* [RECORDS FOR THIS TASK]
//! Serial-number reconciliation against the live-device provider.
//!
//! Configured drives are matched to attached devices by trimmed serial
//! number only. The first live drive with an equal serial wins; drives
//! without a configured serial are never adopted by serial and only count
//! as available when their recorded mount path is currently enumerated.

use crate::group::{SlotId, StorageGroup};
use crate::provider::{LiveDeviceProvider, LiveDrive};
use curator_core::Result;
use std::collections::{BTreeMap, HashMap};
use tracing::{debug, info, warn};

/// Reference to a configured drive in the storage map.
#[derive(Debug, Clone, PartialEq, Eq)]
pub struct DriveRef {
    /// Group identifier
    pub group_id: String,
    /// Slot within the group
    pub slot: SlotId,
    /// Configured serial number (trimmed, may be empty)
    pub serial_number: String,
}

/// Outcome of one reconciliation pass.
#[derive(Debug, Clone, Default, PartialEq, Eq)]
pub struct ReconcileReport {
    /// Drives that were found attached
    pub matched: Vec<DriveRef>,
    /// Drives that are not attached (left unavailable)
    pub unmatched: Vec<DriveRef>,
    /// Serial numbers reported by more than one live device
    pub duplicate_live_serials: Vec<String>,
}

impl ReconcileReport {
    /// Unmatched drives belonging to `group_id`.
    pub fn unmatched_in<'a>(&'a self, group_id: &'a str) -> impl Iterator<Item = &'a DriveRef> {
        self.unmatched.iter().filter(move |r| r.group_id == group_id)
    }
}

/// Reconcile every configured group against the devices attached now.
///
/// Enumerates once, then for each drive: serial-bearing drives adopt the
/// mount path of the first live drive with the same serial; all drives then
/// refresh availability and capacity. Unmatched drives keep their last mount
/// path and are marked unavailable.
pub fn reconcile(
    groups: &mut BTreeMap<String, StorageGroup>,
    provider: &dyn LiveDeviceProvider,
) -> Result<ReconcileReport> {
    let live = provider.list_drives()?;
    debug!(count = live.len(), "enumerated live drives");

    let mut report = ReconcileReport {
        duplicate_live_serials: duplicate_serials(&live),
        ..ReconcileReport::default()
    };
    for serial in &report.duplicate_live_serials {
        warn!(serial = %serial, "serial number reported by several devices; first match wins");
    }

    for (group_id, group) in groups.iter_mut() {
        for (slot, drive) in group.drives_mut() {
            let drive_ref = DriveRef {
                group_id: group_id.clone(),
                slot,
                serial_number: drive.serial().to_string(),
            };

            let found = if drive.has_serial() {
                live.iter().find(|l| l.serial() == drive.serial())
            } else if drive.mount_path.trim().is_empty() {
                None
            } else {
                live.iter().find(|l| l.mount_path == drive.mount_path)
            };

            match found {
                Some(live_drive) => {
                    if drive.has_serial() && drive.mount_path != live_drive.mount_path {
                        debug!(
                            group = %group_id,
                            slot = %slot,
                            from = %drive.mount_path,
                            to = %live_drive.mount_path,
                            "updated drive mount path"
                        );
                        drive.mount_path.clone_from(&live_drive.mount_path);
                    }
                    drive.refresh_from(live_drive);
                    report.matched.push(drive_ref);
                }
                None => {
                    drive.mark_unavailable();
                    report.unmatched.push(drive_ref);
                }
            }
        }
    }

    info!(
        matched = report.matched.len(),
        unmatched = report.unmatched.len(),
        "storage reconciliation complete"
    );
    Ok(report)
}

fn duplicate_serials(live: &[LiveDrive]) -> Vec<String> {
    let mut seen: HashMap<&str, usize> = HashMap::new();
    for drive in live.iter().filter(|d| !d.serial().is_empty()) {
        *seen.entry(drive.serial()).or_default() += 1;
    }
    let mut duplicates: Vec<String> = seen
        .into_iter()
        .filter(|(_, count)| *count > 1)
        .map(|(serial, _)| serial.to_string())
        .collect();
    duplicates.sort();
    duplicates
}
//! Data-source readers and the filesystem probe.
//!
//! Both are injected into the builder, validator and drift detector so tests
//! and alternative front ends can substitute their own implementations.

use curator_core::{ConfigError, ConfigResult};
use serde_json::{Map, Value};
use std::fs;
use std::path::Path;
use tracing::debug;

/// Reads one on-disk structured data source into nested key-value data.
pub trait StructuredDataReader {
    /// Load the data source at `path`.
    ///
    /// # Errors
    /// - [`ConfigError::NotFound`] if nothing exists at `path`
    /// - [`ConfigError::Unreadable`] if it cannot be read
    /// - [`ConfigError::Parse`] if the contents are not a valid table
    fn load(&self, path: &Path) -> ConfigResult<Map<String, Value>>;
}

/// Default reader: TOML or JSON, selected by file extension.
#[derive(Debug, Clone, Copy, Default)]
pub struct StructuredFileReader;

impl StructuredDataReader for StructuredFileReader {
    fn load(&self, path: &Path) -> ConfigResult<Map<String, Value>> {
        let shown = path.display().to_string();

        if !path.is_file() {
            return Err(ConfigError::NotFound { path: shown });
        }

        let extension = path
            .extension()
            .and_then(|ext| ext.to_str())
            .map(str::to_ascii_lowercase);

        let contents = fs::read_to_string(path).map_err(|source| ConfigError::Unreadable {
            path: shown.clone(),
            source,
        })?;

        debug!(path = %shown, "loading data source");

        match extension.as_deref() {
            Some("toml") => parse_toml(&contents, &shown),
            Some("json") => parse_json(&contents, &shown),
            _ => Err(ConfigError::UnsupportedFormat { path: shown }),
        }
    }
}

/// Parse TOML text into a key-value map.
pub fn parse_toml(contents: &str, origin: &str) -> ConfigResult<Map<String, Value>> {
    let table: toml::Table = toml::from_str(contents).map_err(|e| ConfigError::Parse {
        path: origin.to_string(),
        reason: e.message().to_string(),
    })?;

    match serde_json::to_value(table) {
        Ok(Value::Object(map)) => Ok(map),
        Ok(_) => Err(ConfigError::Parse {
            path: origin.to_string(),
            reason: "top level is not a table".to_string(),
        }),
        Err(e) => Err(ConfigError::Parse {
            path: origin.to_string(),
            reason: e.to_string(),
        }),
    }
}

/// Parse JSON text into a key-value map. The top level must be an object.
pub fn parse_json(contents: &str, origin: &str) -> ConfigResult<Map<String, Value>> {
    match serde_json::from_str::<Value>(contents) {
        Ok(Value::Object(map)) => Ok(map),
        Ok(_) => Err(ConfigError::Parse {
            path: origin.to_string(),
            reason: "top level is not an object".to_string(),
        }),
        Err(e) => Err(ConfigError::Parse {
            path: origin.to_string(),
            reason: e.to_string(),
        }),
    }
}

/// Filesystem existence checks and directory creation.
pub trait FilesystemProbe {
    /// Whether anything exists at `path`.
    fn exists(&self, path: &Path) -> bool;

    /// Create `path` and any missing parents.
    fn create_directory(&self, path: &Path) -> std::io::Result<()>;
}

/// [`FilesystemProbe`] backed by `std::fs`.
#[derive(Debug, Clone, Copy, Default)]
pub struct StdFilesystem;

impl FilesystemProbe for StdFilesystem {
    fn exists(&self, path: &Path) -> bool {
        path.exists()
    }

    fn create_directory(&self, path: &Path) -> std::io::Result<()> {
        fs::create_dir_all(path)
    }
}
//! `curator` - assembles the runtime configuration, validates it and reports
//! drift against the saved settings file.

use anyhow::{Context, Result};
use clap::{Args, Parser, Subcommand};
use curator_config::{
    Collaborators, ConfigDrift, ConfigurationBuilder, ConfigurationModel, DriftDetector, LogLevel,
    RuntimeParameters, SchemaValidator, Severity, StructuredFileReader, ValidationIssue,
};
use curator_storage::{LiveDrive, StaticDrives};
use std::fs;
use std::path::{Path, PathBuf};
use std::process::ExitCode;
use tracing::info;
use tracing_subscriber::{reload, EnvFilter, Registry};

/// Configuration doctor for the Curator media toolchain
#[derive(Parser)]
#[command(name = "curator")]
#[command(version, about = "Check Curator configuration, storage and drift", long_about = None)]
struct Cli {
    #[command(subcommand)]
    command: Commands,
}

#[derive(Subcommand)]
enum Commands {
    /// Build the configuration and report validation issues
    Check(CheckArgs),
}

#[derive(Args, Debug)]
#[allow(clippy::struct_excessive_bools)]
struct CheckArgs {
    /// Root path hint (repository checkout or runtime root)
    #[arg(long)]
    root: PathBuf,
    /// Application settings file (TOML or JSON)
    #[arg(long)]
    config: PathBuf,
    /// Tool requirements file (TOML or JSON)
    #[arg(long)]
    requirements: Option<PathBuf>,
    /// JSON list of attached drives to reconcile against
    #[arg(long)]
    drives: Option<PathBuf>,
    /// Subdirectory that marks a source checkout
    #[arg(long)]
    marker: Option<String>,
    /// Most verbose logging
    #[arg(long)]
    debug: bool,
    /// Verbose logging
    #[arg(long)]
    verbose: bool,
    /// Development mode
    #[arg(long)]
    dev: bool,
    /// Check for tool updates
    #[arg(long)]
    update: bool,
    /// Never prompt
    #[arg(long)]
    non_interactive: bool,
    /// Also report drift against the settings file
    #[arg(long)]
    drift: bool,
    /// Create missing application directories
    #[arg(long)]
    create_dirs: bool,
}

impl CheckArgs {
    fn parameters(&self) -> RuntimeParameters {
        RuntimeParameters {
            debug: self.debug,
            verbose: self.verbose,
            dev: self.dev,
            update: self.update,
            non_interactive: self.non_interactive,
        }
    }
}

/// Findings of one `check` run.
struct CheckReport {
    issues: Vec<ValidationIssue>,
    drift: Vec<ConfigDrift>,
}

impl CheckReport {
    fn has_errors(&self) -> bool {
        self.issues.iter().any(|i| i.severity == Severity::Error)
    }
}

type FilterHandle = reload::Handle<EnvFilter, Registry>;

/// Initialize tracing. `RUST_LOG` wins; otherwise the filter starts at
/// `level` and can be reloaded once the configuration is known.
fn init_tracing(level: LogLevel) -> Option<FilterHandle> {
    use tracing_subscriber::{fmt, prelude::*};

    if let Ok(filter) = EnvFilter::try_from_default_env() {
        tracing_subscriber::registry()
            .with(filter)
            .with(fmt::layer().with_target(true))
            .init();
        return None;
    }

    let (filter, handle) = reload::Layer::new(EnvFilter::new(level.as_filter()));
    tracing_subscriber::registry()
        .with(filter)
        .with(fmt::layer().with_target(true))
        .init();
    Some(handle)
}

fn load_drives(path: &Path) -> Result<Vec<LiveDrive>> {
    let contents = fs::read_to_string(path)
        .with_context(|| format!("failed to read drive list {}", path.display()))?;
    serde_json::from_str(&contents)
        .with_context(|| format!("failed to parse drive list {}", path.display()))
}

fn build_model(args: &CheckArgs) -> Result<ConfigurationModel> {
    let mut collaborators = Collaborators::system();
    if let Some(path) = &args.drives {
        collaborators = collaborators.with_devices(StaticDrives::new(load_drives(path)?));
    }

    let mut builder = ConfigurationBuilder::new(collaborators);
    if let Some(marker) = &args.marker {
        builder.with_repository_marker(marker.as_str())?;
    }
    builder
        .with_root_path(&args.root)?
        .with_parameters(args.parameters())?
        .with_version(env!("CARGO_PKG_VERSION"))?
        .load_configuration_data_source(&args.config)
        .context("failed to load settings")?;

    if let Some(path) = &args.requirements {
        builder
            .load_requirements_data_source(path)
            .context("failed to load requirements")?;
    }
    if args.create_dirs {
        builder.initialize_directories()?;
    }

    let model = builder
        .load_secrets()?
        .update_storage_status()?
        .build()?;
    Ok(model)
}

fn check_model(args: &CheckArgs, model: &ConfigurationModel) -> Result<CheckReport> {
    let mut validator = SchemaValidator::with_defaults(None);
    let issues = validator.validate_configuration(model).to_vec();

    let drift = if args.drift {
        DriftDetector::new(Box::new(StructuredFileReader))
            .with_ignored_paths(DriftDetector::RUNTIME_ONLY_PATHS)
            .detect_drift(model, &args.config)?
    } else {
        Vec::new()
    };

    Ok(CheckReport { issues, drift })
}

fn print_report(model: &ConfigurationModel, report: &CheckReport) {
    println!(
        "{} {} ({})",
        model.display_name,
        model.version,
        model.paths.repository_root.display()
    );

    for (subsystem, message) in &model.errors {
        println!("  {subsystem}: {message}");
    }

    if report.issues.is_empty() {
        println!("no validation issues");
    }
    for issue in &report.issues {
        println!("  {issue}");
    }

    if !report.drift.is_empty() {
        println!("drift against saved settings:");
        for entry in &report.drift {
            println!("  {entry}");
        }
    }
}

fn main() -> Result<ExitCode> {
    let cli = Cli::parse();

    match cli.command {
        Commands::Check(args) => {
            let handle = init_tracing(args.parameters().log_level());
            info!("Starting Curator v{}", env!("CARGO_PKG_VERSION"));

            let model = build_model(&args)?;
            if let Some(handle) = handle {
                handle
                    .reload(EnvFilter::new(model.logging.level.as_filter()))
                    .context("failed to apply configured log level")?;
            }

            let report = check_model(&args, &model)?;
            print_report(&model, &report);

            Ok(if report.has_errors() {
                ExitCode::FAILURE
            } else {
                ExitCode::SUCCESS
            })
        }
    }
}
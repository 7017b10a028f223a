//! Live-device enumeration contract.

use curator_core::Result;
use serde::{Deserialize, Serialize};

/// A currently attached drive as reported by a [`LiveDeviceProvider`].
#[derive(Debug, Clone, Default, PartialEq, Eq, Serialize, Deserialize)]
#[serde(default)]
pub struct LiveDrive {
    /// Volume label
    pub label: String,
    /// Hardware serial number
    pub serial_number: String,
    /// Mount path or drive letter
    pub mount_path: String,
    /// Free capacity in bytes
    pub free_bytes: u64,
    /// Total capacity in bytes
    pub total_bytes: u64,
}

impl LiveDrive {
    /// Create a live drive entry with unknown capacity.
    #[must_use]
    pub fn new(
        label: impl Into<String>,
        serial_number: impl Into<String>,
        mount_path: impl Into<String>,
    ) -> Self {
        Self {
            label: label.into(),
            serial_number: serial_number.into(),
            mount_path: mount_path.into(),
            free_bytes: 0,
            total_bytes: 0,
        }
    }

    /// Set the capacity figures.
    #[must_use]
    pub fn with_capacity(mut self, free_bytes: u64, total_bytes: u64) -> Self {
        self.free_bytes = free_bytes;
        self.total_bytes = total_bytes;
        self
    }

    /// The serial number without surrounding whitespace.
    #[must_use]
    pub fn serial(&self) -> &str {
        self.serial_number.trim()
    }
}

/// Enumerates the storage devices attached right now.
///
/// Calls may block on device I/O; there is no timeout at this layer.
pub trait LiveDeviceProvider {
    /// List every currently enumerable drive.
    fn list_drives(&self) -> Result<Vec<LiveDrive>>;
}

/// A fixed, in-memory device list.
#[derive(Debug, Clone, Default)]
pub struct StaticDrives {
    drives: Vec<LiveDrive>,
}

impl StaticDrives {
    /// Create a provider that always reports `drives`.
    #[must_use]
    pub fn new(drives: Vec<LiveDrive>) -> Self {
        Self { drives }
    }

    /// A provider that reports no drives.
    #[must_use]
    pub fn empty() -> Self {
        Self::default()
    }
}

impl LiveDeviceProvider for StaticDrives {
    fn list_drives(&self) -> Result<Vec<LiveDrive>> {
        Ok(self.drives.clone())
    }
}
use curator_config::{
    volume_root, Collaborators, ConfigSchema, ConfigurationBuilder, ConfigurationModel,
    DriftDetector, DriftKind, FilesystemProbe, IssueCategory, LogLevel, RuntimeParameters,
    SchemaValidator, Severity, StructuredFileReader, ValueKind,
};
use curator_core::MemberAccess;
use curator_storage::{LiveDrive, StaticDrives};
use serde_json::{json, Map, Value};
use std::collections::HashSet;
use std::fs;
use std::path::{Path, PathBuf};
use tempfile::TempDir;

const SETTINGS: &str = r#"
display_name = "Media Curator"

[ui]
width = 120

[logging]
level = "warn"
colour = true

[storage.1]
name = "Photos"

[storage.1.master]
label = "Photos"
serial_number = "S-1"

[storage.1.backup.1]
label = "Copy 1"
serial_number = "B-1"

[storage.1.backup.2]
label = "Copy 2"
serial_number = "B-2"

[storage.1.backup.notanumber]
label = "Ignored"
serial_number = "X-1"
"#;

struct FixedProbe(HashSet<PathBuf>);

impl FilesystemProbe for FixedProbe {
    fn exists(&self, path: &Path) -> bool {
        self.0.contains(path)
    }

    fn create_directory(&self, _path: &Path) -> std::io::Result<()> {
        Ok(())
    }
}

fn write_settings(dir: &Path) -> PathBuf {
    let path = dir.join("curator.toml");
    fs::write(&path, SETTINGS).expect("write settings");
    path
}

fn builder_with_drives(drives: Vec<LiveDrive>) -> ConfigurationBuilder {
    ConfigurationBuilder::new(Collaborators::system().with_devices(StaticDrives::new(drives)))
}

fn object(value: Value) -> Map<String, Value> {
    match value {
        Value::Object(map) => map,
        _ => panic!("expected an object"),
    }
}

fn sealed<T>(result: curator_core::Result<T>) -> bool {
    matches!(result, Err(e) if e.is_sealed())
}

#[test]
fn test_root_path_derivation_is_deterministic() {
    let tmp = TempDir::new().expect("create temp dir");
    let hint = tmp.path().join("ext1");
    fs::create_dir_all(hint.join("src")).expect("create source marker");

    let first = builder_with_drives(Vec::new())
        .with_root_path(&hint)
        .expect("root path")
        .model()
        .paths
        .clone();
    let second = builder_with_drives(Vec::new())
        .with_root_path(&hint)
        .expect("root path")
        .model()
        .paths
        .clone();

    assert_eq!(first, second);
    assert_eq!(first.repository_root, hint);
    assert_eq!(first.root, volume_root(&hint));
}

#[test]
fn test_media_hint_with_source_marker() {
    let probe = FixedProbe([PathBuf::from("/media/ext1/src")].into_iter().collect());
    let collaborators = Collaborators {
        filesystem: Box::new(probe),
        ..Collaborators::system()
    };
    let mut builder = ConfigurationBuilder::new(collaborators);
    builder.with_root_path("/media/ext1").expect("root path");

    assert_eq!(
        builder.model().paths.repository_root,
        PathBuf::from("/media/ext1")
    );
    assert_eq!(builder.model().paths.root, PathBuf::from("/media"));
}

#[test]
fn test_every_mutator_fails_after_build() {
    let tmp = TempDir::new().expect("create temp dir");
    let settings = write_settings(tmp.path());

    let mut builder = builder_with_drives(Vec::new());
    builder
        .with_root_path(tmp.path())
        .expect("root path")
        .with_parameters(RuntimeParameters::default())
        .expect("parameters")
        .build()
        .expect("build");

    assert!(sealed(builder.with_repository_marker("src")));
    assert!(sealed(builder.with_names("curator", "Curator")));
    assert!(sealed(builder.with_root_path(tmp.path())));
    assert!(sealed(builder.with_roots(tmp.path(), None)));
    assert!(sealed(builder.with_parameters(RuntimeParameters::default())));
    assert!(sealed(builder.with_version("1.0.0")));
    assert!(sealed(builder.load_configuration_data_source(&settings)));
    assert!(sealed(builder.load_requirements_data_source(&settings)));
    assert!(sealed(builder.initialize_directories()));
    assert!(sealed(builder.load_secrets()));
    assert!(sealed(builder.update_storage_status()));
    assert!(sealed(builder.build()));
}

#[test]
fn test_serial_reconciliation_sets_mount_path() {
    let tmp = TempDir::new().expect("create temp dir");
    let settings = write_settings(tmp.path());

    let mut builder = builder_with_drives(vec![
        LiveDrive::new("Photos", "S-1", "/mnt/photos"),
        LiveDrive::new("Unrelated", "Z-9", "/mnt/other"),
    ]);
    builder
        .load_configuration_data_source(&settings)
        .expect("configuration")
        .update_storage_status()
        .expect("storage status");

    let group = builder.model().storage_group("1").expect("group 1");
    let master = group.master.as_ref().expect("master");
    assert_eq!(master.mount_path, "/mnt/photos");
    assert!(master.available);
    assert!(!group.backup[&1].available);
    assert_eq!(group.backup[&1].mount_path, "");
}

#[test]
fn test_unmatched_drive_keeps_mount_path() {
    let tmp = TempDir::new().expect("create temp dir");
    let settings = write_settings(tmp.path());

    let mut builder = builder_with_drives(vec![LiveDrive::new("Photos", "S-1", "/mnt/photos")]);
    builder
        .load_configuration_data_source(&settings)
        .expect("configuration")
        .update_storage_status()
        .expect("first pass");
    let mut model = builder.model().clone();

    // The drive has since been unplugged.
    curator_storage::reconcile(&mut model.storage, &StaticDrives::empty()).expect("second pass");

    let master = model.storage["1"].master.as_ref().expect("master");
    assert!(!master.available);
    assert_eq!(master.mount_path, "/mnt/photos");
}

#[test]
fn test_backup_keys_must_be_numeric() {
    let tmp = TempDir::new().expect("create temp dir");
    let settings = write_settings(tmp.path());

    let mut builder = builder_with_drives(Vec::new());
    builder
        .load_configuration_data_source(&settings)
        .expect("configuration");

    let group = builder.model().storage_group("1").expect("group 1");
    assert_eq!(group.backup.keys().copied().collect::<Vec<_>>(), vec![1, 2]);
}

#[test]
fn test_required_and_optional_schema_on_missing_path() {
    let model = ConfigurationModel::default();

    let mut required = SchemaValidator::new(None);
    required.register(ConfigSchema::new("project.owner", ValueKind::String).required());
    let issues: Vec<_> = required
        .validate_configuration(&model)
        .iter()
        .filter(|i| i.path == "project.owner")
        .cloned()
        .collect();
    assert_eq!(issues.len(), 1);
    assert_eq!(issues[0].severity, Severity::Error);
    assert_eq!(issues[0].category, IssueCategory::Schema);

    let mut optional = SchemaValidator::new(None);
    optional.register(ConfigSchema::new("project.owner", ValueKind::String));
    assert!(optional
        .validate_configuration(&model)
        .iter()
        .all(|i| i.path != "project.owner"));
}

#[test]
fn test_ui_width_range_boundaries() {
    let cases = [(79, 1), (80, 0), (300, 0), (301, 1)];
    for (width, expected) in cases {
        let mut model = ConfigurationModel::default();
        model.ui.insert("width".to_string(), json!(width));

        let mut validator = SchemaValidator::new(None);
        validator.register(ConfigSchema::new("ui.width", ValueKind::Int).range(80.0, 300.0));
        validator.validate_configuration(&model);

        let range_errors = validator
            .issues_by_severity(Severity::Error)
            .filter(|i| i.category == IssueCategory::Range)
            .count();
        assert_eq!(range_errors, expected, "width {width}");
    }
}

#[test]
fn test_built_model_passes_default_validation() {
    let tmp = TempDir::new().expect("create temp dir");
    let settings = write_settings(tmp.path());

    let mut builder = builder_with_drives(vec![LiveDrive::new("Photos", "S-1", "/mnt/photos")]);
    let model = builder
        .with_root_path(tmp.path())
        .expect("root path")
        .with_parameters(RuntimeParameters::default())
        .expect("parameters")
        .load_configuration_data_source(&settings)
        .expect("configuration")
        .initialize_directories()
        .expect("directories")
        .load_secrets()
        .expect("secrets")
        .update_storage_status()
        .expect("storage status")
        .build()
        .expect("build");

    assert!(model.paths.app.vault.is_dir());

    let mut validator = SchemaValidator::with_defaults(None);
    validator.validate_configuration(&model);
    assert!(!validator.has_errors(), "issues: {:?}", validator.issues());

    // The vault database does not exist on first run.
    assert!(validator
        .issues()
        .iter()
        .any(|i| i.category == IssueCategory::Security && i.path == "secrets.database_path"));
}

#[test]
fn test_drift_symmetry() {
    let detector = DriftDetector::new(Box::new(StructuredFileReader));
    let base = json!({
        "ui": { "width": 120, "theme": "dark" },
        "logging": { "level": "info" }
    });

    let same = detector.detect_between(&object(base.clone()), &object(base.clone()));
    assert!(same.is_empty());

    let mut changed = base.clone();
    changed["ui"]["width"] = json!(140);
    let drift = detector.detect_between(&object(changed), &object(base.clone()));
    assert_eq!(drift.len(), 1);
    assert_eq!(drift[0].path, "ui.width");
    assert_eq!(drift[0].kind, DriftKind::Modified);
    assert!(drift[0].different);

    let mut runtime_missing = object(base.clone());
    runtime_missing.remove("logging");
    let drift = detector.detect_between(&runtime_missing, &object(base.clone()));
    assert_eq!(drift.len(), 1);
    assert_eq!(drift[0].kind, DriftKind::Removed);
    assert_eq!(drift[0].path, "logging");

    let mut disk_missing = object(base.clone());
    disk_missing.remove("logging");
    let drift = detector.detect_between(&object(base), &disk_missing);
    assert_eq!(drift.len(), 1);
    assert_eq!(drift[0].kind, DriftKind::Added);
}

#[test]
fn test_typed_model_drift_against_saved_file() {
    let tmp = TempDir::new().expect("create temp dir");
    let mut model = ConfigurationModel::default();
    model.ui.insert("width".to_string(), json!(120));

    let saved = tmp.path().join("saved.json");
    let contents = serde_json::to_string_pretty(&model).expect("serialize model");
    fs::write(&saved, contents).expect("write saved model");

    let detector = DriftDetector::new(Box::new(StructuredFileReader));
    assert!(detector
        .detect_drift(&model, &saved)
        .expect("detect drift")
        .is_empty());

    assert!(model.set("display_name", json!("Renamed")));
    let drift = detector.detect_drift(&model, &saved).expect("detect drift");
    assert_eq!(drift.len(), 1);
    assert_eq!(drift[0].path, "display_name");
    assert_eq!(drift[0].disk_value, json!("Curator"));
}

#[test]
fn test_runtime_only_paths_hide_derived_members() {
    let tmp = TempDir::new().expect("create temp dir");
    let settings = write_settings(tmp.path());

    let mut builder = builder_with_drives(vec![LiveDrive::new("Photos", "S-1", "/mnt/photos")]);
    let model = builder
        .with_root_path(tmp.path())
        .expect("root path")
        .with_parameters(RuntimeParameters::default())
        .expect("parameters")
        .load_configuration_data_source(&settings)
        .expect("configuration")
        .update_storage_status()
        .expect("storage status")
        .build()
        .expect("build");

    let detector = DriftDetector::new(Box::new(StructuredFileReader))
        .with_ignored_paths(DriftDetector::RUNTIME_ONLY_PATHS);
    let drift = detector.detect_drift(&model, &settings).expect("detect drift");

    assert!(drift.iter().all(|d| !d.path.ends_with("mount_path")));
    assert!(drift.iter().all(|d| !d.path.starts_with("paths")));
    assert!(drift
        .iter()
        .any(|d| d.path == "storage.1.backup.notanumber" && d.kind == DriftKind::Removed));
    assert!(drift
        .iter()
        .all(|d| d.path != "logging.colour" && d.path != "logging.level"));
}

#[test]
fn test_settings_file_log_level_is_kept_after_parameters() {
    let tmp = TempDir::new().expect("create temp dir");
    let settings = write_settings(tmp.path());

    let mut builder = builder_with_drives(Vec::new());
    builder
        .load_configuration_data_source(&settings)
        .expect("configuration")
        .with_parameters(RuntimeParameters::default())
        .expect("parameters");
    assert_eq!(builder.model().logging.level, LogLevel::Warn);
}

* [WHAT IS BEING ASKED] Look above for the line holding "within the group", then set down exactly that line and every line after it up to and including the line holding "pub fn unmatched_in<'a>(&'a", with nothing else.

* [THE COMPLETED TASK]
    /// Slot within the group
    pub slot: SlotId,
    /// Configured serial number (trimmed, may be empty)
    pub serial_number: String,
}

/// Outcome of one reconciliation pass.
#[derive(Debug, Clone, Default, PartialEq, Eq)]
pub struct ReconcileReport {
    /// Drives that were found attached
    pub matched: Vec<DriveRef>,
    /// Drives that are not attached (left unavailable)
    pub unmatched: Vec<DriveRef>,
    /// Serial numbers reported by more than one live device
    pub duplicate_live_serials: Vec<String>,
}

impl ReconcileReport {
    /// Unmatched drives belonging to `group_id`.
    pub fn unmatched_in<'a>(&'a self, group_id: &'a str) -> impl Iterator<Item = &'a DriveRef> {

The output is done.